Headline

Tiga Negara di Timur Tengah Rayakan Idul Fitri Tak Ikuti Arab Saudi, Ada Apa?

Suasana shalat Idul Fitri di salah satu lapangan bola di Kota Gaza, Palestina. | Republika.com/ Foto: Dok MER-C Gaza

JAKARTA (popularitas.com) – Palestina menetapkan Hari Raya Idul Fitri jatuh pada Rabu 5 Juni 2019. Mufti Besar Yerusalem, Syekh Muhammad Hussein mengatakan, Dewan Fatwa Palestina (Dar al-Iftaa) pada Senin 3 Juni malam di kompleks Masjid Al Aqsa tidak dapat melihat hilal.

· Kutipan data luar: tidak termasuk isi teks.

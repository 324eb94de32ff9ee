//! SeaORM entity models for the schoolboard database.

pub mod prelude;

pub mod school;
pub mod teacher;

“Oleh karena itu, puasa Ramadan diperpanjang sampai Selasa, dan Idul Fitri jatuh pada hari Rabu,” ujar Hussein, dilansir Wafa News Agency.

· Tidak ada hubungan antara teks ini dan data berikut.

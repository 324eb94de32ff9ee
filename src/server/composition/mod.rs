//! Dependency composition for the application.
//!
//! A [`Composition`] collects [`Module`]s, extra bindings, extra routers and
//! overrides. [`Composition::compile`] resolves every binding into a
//! [`Container`] and wires the router, producing an [`Application`] that can
//! listen on a socket.
//!
//! Dependencies are addressed by typed [`Token`]s and produced by a
//! [`Provider`]: a ready value, an [`Injectable`] constructor, or a factory
//! closure with a declared dependency list.

pub mod application;
pub mod container;
pub mod module;
pub mod provider;
pub mod token;

use std::sync::Arc;

use axum::Router;
use sea_orm::DatabaseConnection;
use tower_http::trace::TraceLayer;

pub use self::{
    application::{Application, RunningApplication},
    container::{Binding, Bindings, Container},
    module::Module,
    provider::{Dependencies, Injectable, Provider, Resolver},
    token::{Token, DATABASE, SCHOOL_SERVICE, TEACHER_SERVICE},
};

use crate::server::{
    error::composition::CompositionError,
    modules::{DatabaseModule, SchoolModule, TeacherModule},
    router,
    state::AppState,
};

/// Builder for an application instance.
#[derive(Clone, Default)]
pub struct Composition {
    modules: Vec<Arc<dyn Module>>,
    routers: Vec<Router<AppState>>,
    bindings: Vec<Binding>,
    overrides: Vec<Binding>,
    api_docs: bool,
}

impl Composition {
    /// Empty composition: no modules, no routes, no API docs.
    pub fn new() -> Self {
        Self::default()
    }

    /// The production wiring: database, schools, teachers and API docs.
    pub fn application(db: DatabaseConnection) -> Self {
        Self::new()
            .with_module(DatabaseModule::new(db))
            .with_module(SchoolModule)
            .with_module(TeacherModule)
            .with_api_docs()
    }

    pub fn with_module(self, module: impl Module + 'static) -> Self {
        self.with_shared_module(Arc::new(module))
    }

    pub fn with_shared_module(mut self, module: Arc<dyn Module>) -> Self {
        self.modules.push(module);
        self
    }

    /// Merges a plain router after the module routes.
    pub fn with_router(mut self, router: Router<AppState>) -> Self {
        self.routers.push(router);
        self
    }

    /// Serves the OpenAPI document and Swagger UI under `/api/docs`.
    pub fn with_api_docs(mut self) -> Self {
        self.api_docs = true;
        self
    }

    /// Adds a binding on top of those registered by modules.
    pub fn bind<T: ?Sized + Send + Sync + 'static>(
        self,
        token: &Token<T>,
        provider: Provider<T>,
    ) -> Self {
        self.with_binding(Binding::new(token, provider))
    }

    pub fn with_binding(mut self, binding: Binding) -> Self {
        self.bindings.push(binding);
        self
    }

    /// Replaces the provider of a bound token once all modules are registered.
    ///
    /// Overrides apply in the order they were added, so the last one for a token wins.
    pub fn override_provider<T: ?Sized + Send + Sync + 'static>(
        self,
        token: &Token<T>,
        provider: Provider<T>,
    ) -> Self {
        self.with_override(Binding::new(token, provider))
    }

    pub fn with_override(mut self, binding: Binding) -> Self {
        self.overrides.push(binding);
        self
    }

    /// Resolves every binding and wires the HTTP router.
    ///
    /// # Returns
    /// - `Ok(Application)` - All providers instantiated successfully
    /// - `Err(CompositionError)` - A provider is missing, undeclared, cyclic or failed
    pub fn compile(self) -> Result<Application, CompositionError> {
        let mut bindings = Bindings::default();
        for module in &self.modules {
            module.providers(&mut bindings);
            tracing::debug!("Registered module {}", module.name());
        }

        for binding in self.bindings {
            bindings.insert(binding);
        }

        for binding in self.overrides {
            let token = binding.token();
            if bindings.replace(binding) {
                tracing::debug!("Overriding provider for {}", token);
            } else {
                tracing::warn!("Ignoring override for unbound dependency '{}'", token);
            }
        }

        let container = Arc::new(bindings.compile()?);

        let router = self
            .routers
            .into_iter()
            .fold(router::router(&self.modules, self.api_docs), |merged, extra| {
                merged.merge(extra)
            })
            .layer(TraceLayer::new_for_http())
            .with_state(AppState::new(container.clone()));

        Ok(Application::new(container, router))
    }
}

Sementara itu, Presiden Palestina Mahmoud Abbas memberikan ucapan selamat Idul Fitri kepada seluruh warga Palestina dan negara-negara Muslim di dunia. Negara lainnya yang merayakan Idul Fitri pada hari ini antara lain Mesir, Suriah, dan Yordania.

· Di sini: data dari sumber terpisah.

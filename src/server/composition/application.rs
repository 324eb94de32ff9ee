use std::{net::SocketAddr, sync::Arc, time::Duration};

use axum::Router;
use tokio::{net::TcpListener, sync::oneshot, task::JoinHandle};

use crate::server::{
    composition::{container::Container, token::Token},
    error::AppError,
};

const SHUTDOWN_TIMEOUT: Duration = Duration::from_secs(5);

/// A compiled composition: resolved container plus the fully wired router.
pub struct Application {
    container: Arc<Container>,
    router: Router,
}

impl Application {
    pub(crate) fn new(container: Arc<Container>, router: Router) -> Self {
        Self { container, router }
    }

    pub fn container(&self) -> &Arc<Container> {
        &self.container
    }

    pub fn get<T: ?Sized + Send + Sync + 'static>(&self, token: &Token<T>) -> Option<Arc<T>> {
        self.container.get(token)
    }

    /// Binds `addr` and serves the application on a background task.
    ///
    /// Port `0` picks a free ephemeral port; read it back with
    /// [`RunningApplication::local_addr`].
    ///
    /// # Returns
    /// - `Ok(RunningApplication)` - Listener bound and server task spawned
    /// - `Err(AppError::IoErr)` - Failed to bind the address
    pub async fn listen(self, addr: SocketAddr) -> Result<RunningApplication, AppError> {
        let listener = TcpListener::bind(addr).await?;
        let local_addr = listener.local_addr()?;

        let (shutdown_tx, shutdown_rx) = oneshot::channel::<()>();
        let router = self.router;
        let handle = tokio::spawn(async move {
            axum::serve(listener, router)
                .with_graceful_shutdown(async move {
                    let _ = shutdown_rx.await;
                })
                .await
        });

        tracing::info!("Listening on {}", local_addr);

        Ok(RunningApplication {
            local_addr,
            container: self.container,
            shutdown_tx: Some(shutdown_tx),
            handle: Some(handle),
        })
    }
}

/// Handle to an application serving HTTP on a background task.
pub struct RunningApplication {
    local_addr: SocketAddr,
    container: Arc<Container>,
    shutdown_tx: Option<oneshot::Sender<()>>,
    handle: Option<JoinHandle<std::io::Result<()>>>,
}

impl RunningApplication {
    pub fn local_addr(&self) -> SocketAddr {
        self.local_addr
    }

    pub fn container(&self) -> &Arc<Container> {
        &self.container
    }

    pub fn get<T: ?Sized + Send + Sync + 'static>(&self, token: &Token<T>) -> Option<Arc<T>> {
        self.container.get(token)
    }

    pub fn is_running(&self) -> bool {
        self.handle.is_some()
    }

    /// Stops accepting connections and waits for in-flight requests to finish.
    ///
    /// Calling this again after the server stopped is a no-op. If the server does
    /// not stop within the shutdown timeout its task is aborted.
    pub async fn shutdown(&mut self) -> Result<(), AppError> {
        let Some(mut handle) = self.handle.take() else {
            return Ok(());
        };

        if let Some(shutdown_tx) = self.shutdown_tx.take() {
            let _ = shutdown_tx.send(());
        }

        match tokio::time::timeout(SHUTDOWN_TIMEOUT, &mut handle).await {
            Ok(Ok(result)) => {
                tracing::info!("Server on {} stopped", self.local_addr);
                result.map_err(AppError::from)
            }
            Ok(Err(e)) => Err(AppError::InternalError(format!(
                "Server task failed: {}",
                e
            ))),
            Err(_) => {
                handle.abort();
                Err(AppError::InternalError(format!(
                    "Server on {} did not stop within {:?}",
                    self.local_addr, SHUTDOWN_TIMEOUT
                )))
            }
        }
    }
}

Negara-negara di Timur Tengah merayakan Idul Fitri dengan waktu yang berbeda-beda. Biasanya secara tradisional, negara-negara di Timur Tengah mengikuti keputusan Arab Saudi dalam menentukan Idul Fitri. Perbedaan ini disebut karena adanya faktor politik.

Di Gaza, masjid-masjid menyerukan bahwa Idul Fitri jatuh pada hari Selasa setelah Arab Saudi mengumumkan keputusannya. Namun, ketika Mufti Hussein menyatakan tidak dapat melihat hilal pada Senin malam, maka perayaan Idul Fitri di Palestina berubah. Seorang imam di Masjid Al-Khalidi menyerukan kepada para jamaah agar mengikuti keputusan mufti.

Sementara itu, otoritas keagamaan di Libya awalnya menyatakan bahwa Idul Fitri jatuh pada Rabu. Namun perayaan Idul Fitri berubah menjadi hari Selasa mengikuti pengumuman Arab Saudi.

Seorang pakar gerakan Islam dan profesor di Universitas Nasional An-Najah di Nablus, Farid Abu Dhair mengatakan, ada spekulasi bahwa Gaza, Yordania, dan Otoritas Palestina tidak mengikuti keputusan Arab Saudi karena alasan politik.

Mereka meyakini, secara implisit Saudi mendukung rencana perdamaian antara Israel dan Palestina yang diinisiasi oleh Presiden Amerika Serikat (AS) Donald Trump. Dia menambahkan, hal ini dapat memperburuk perpecahan umat Islam.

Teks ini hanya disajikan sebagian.